WHAT THIS TASK INVOLVES:
In the entries below, the lines from the one with "let config = Self::from_json(&raw)?;" through the one with "interval_ms: 0, .." are to be copied exactly; both ends count.

--- DATASET RECORDS Enclosed Below ---

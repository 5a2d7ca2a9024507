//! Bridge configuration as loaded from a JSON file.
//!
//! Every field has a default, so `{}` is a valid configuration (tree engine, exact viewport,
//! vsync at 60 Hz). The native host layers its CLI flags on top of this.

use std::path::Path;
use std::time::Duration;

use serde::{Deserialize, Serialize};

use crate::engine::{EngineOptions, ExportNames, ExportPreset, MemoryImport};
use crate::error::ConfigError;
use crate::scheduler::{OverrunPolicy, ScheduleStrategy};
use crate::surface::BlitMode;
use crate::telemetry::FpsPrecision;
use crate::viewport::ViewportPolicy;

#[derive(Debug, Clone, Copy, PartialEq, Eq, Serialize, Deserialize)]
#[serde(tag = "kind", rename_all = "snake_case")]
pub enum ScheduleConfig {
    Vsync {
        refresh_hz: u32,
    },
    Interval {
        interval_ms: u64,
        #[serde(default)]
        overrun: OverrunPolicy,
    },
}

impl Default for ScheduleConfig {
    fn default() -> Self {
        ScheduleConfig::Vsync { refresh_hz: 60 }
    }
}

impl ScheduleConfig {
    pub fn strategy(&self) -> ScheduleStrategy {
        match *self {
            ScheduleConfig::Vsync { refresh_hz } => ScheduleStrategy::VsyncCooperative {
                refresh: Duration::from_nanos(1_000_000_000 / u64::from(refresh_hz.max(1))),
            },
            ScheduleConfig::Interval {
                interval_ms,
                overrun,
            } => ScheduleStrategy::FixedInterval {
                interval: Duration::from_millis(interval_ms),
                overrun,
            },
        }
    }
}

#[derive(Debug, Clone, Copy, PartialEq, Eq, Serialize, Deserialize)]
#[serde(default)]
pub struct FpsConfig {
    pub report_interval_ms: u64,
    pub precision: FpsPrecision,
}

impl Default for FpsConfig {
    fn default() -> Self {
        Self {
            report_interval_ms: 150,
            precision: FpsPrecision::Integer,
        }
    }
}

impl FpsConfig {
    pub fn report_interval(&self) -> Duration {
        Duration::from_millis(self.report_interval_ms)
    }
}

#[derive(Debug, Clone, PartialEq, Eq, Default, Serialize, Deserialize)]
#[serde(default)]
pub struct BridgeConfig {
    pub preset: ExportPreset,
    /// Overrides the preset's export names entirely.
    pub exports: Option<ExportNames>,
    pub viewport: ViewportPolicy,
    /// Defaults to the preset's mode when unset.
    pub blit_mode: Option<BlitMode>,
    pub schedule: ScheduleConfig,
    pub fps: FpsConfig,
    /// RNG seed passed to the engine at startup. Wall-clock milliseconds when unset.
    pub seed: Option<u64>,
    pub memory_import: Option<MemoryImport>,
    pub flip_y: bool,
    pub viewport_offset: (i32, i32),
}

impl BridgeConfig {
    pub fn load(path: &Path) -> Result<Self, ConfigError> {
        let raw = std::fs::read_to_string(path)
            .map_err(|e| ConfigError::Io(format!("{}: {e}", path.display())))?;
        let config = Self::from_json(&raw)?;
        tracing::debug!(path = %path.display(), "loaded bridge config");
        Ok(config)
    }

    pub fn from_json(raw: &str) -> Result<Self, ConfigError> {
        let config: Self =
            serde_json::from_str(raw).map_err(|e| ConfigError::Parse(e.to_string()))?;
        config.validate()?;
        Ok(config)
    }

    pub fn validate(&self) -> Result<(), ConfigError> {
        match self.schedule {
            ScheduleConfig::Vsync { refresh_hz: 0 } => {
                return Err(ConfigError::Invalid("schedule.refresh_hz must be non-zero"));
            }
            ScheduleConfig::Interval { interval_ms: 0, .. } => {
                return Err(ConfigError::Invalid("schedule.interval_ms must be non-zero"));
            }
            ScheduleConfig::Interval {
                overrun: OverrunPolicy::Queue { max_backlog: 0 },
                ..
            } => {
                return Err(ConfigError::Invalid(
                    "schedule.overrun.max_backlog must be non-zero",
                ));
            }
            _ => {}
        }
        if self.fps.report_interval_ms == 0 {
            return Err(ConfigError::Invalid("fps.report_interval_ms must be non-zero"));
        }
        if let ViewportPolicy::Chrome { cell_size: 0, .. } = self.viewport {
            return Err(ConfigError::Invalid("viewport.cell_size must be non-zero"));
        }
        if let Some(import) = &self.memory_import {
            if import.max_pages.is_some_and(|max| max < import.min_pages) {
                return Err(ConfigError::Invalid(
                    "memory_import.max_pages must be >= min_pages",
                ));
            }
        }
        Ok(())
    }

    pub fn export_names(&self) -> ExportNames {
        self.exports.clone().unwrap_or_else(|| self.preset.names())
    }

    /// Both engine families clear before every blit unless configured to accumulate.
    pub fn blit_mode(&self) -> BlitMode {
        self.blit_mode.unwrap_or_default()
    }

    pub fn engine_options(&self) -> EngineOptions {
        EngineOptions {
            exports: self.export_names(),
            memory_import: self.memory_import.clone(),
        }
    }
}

--- End of Enclosed DATASET RECORDS ---

WRITTEN ANSWER:
        let config = Self::from_json(&raw)?;
        tracing::debug!(path = %path.display(), "loaded bridge config");
        Ok(config)
    }

    pub fn from_json(raw: &str) -> Result<Self, ConfigError> {
        let config: Self =
            serde_json::from_str(raw).map_err(|e| ConfigError::Parse(e.to_string()))?;
        config.validate()?;
        Ok(config)
    }

    pub fn validate(&self) -> Result<(), ConfigError> {
        match self.schedule {
            ScheduleConfig::Vsync { refresh_hz: 0 } => {
                return Err(ConfigError::Invalid("schedule.refresh_hz must be non-zero"));
            }
            ScheduleConfig::Interval { interval_ms: 0, .. } => {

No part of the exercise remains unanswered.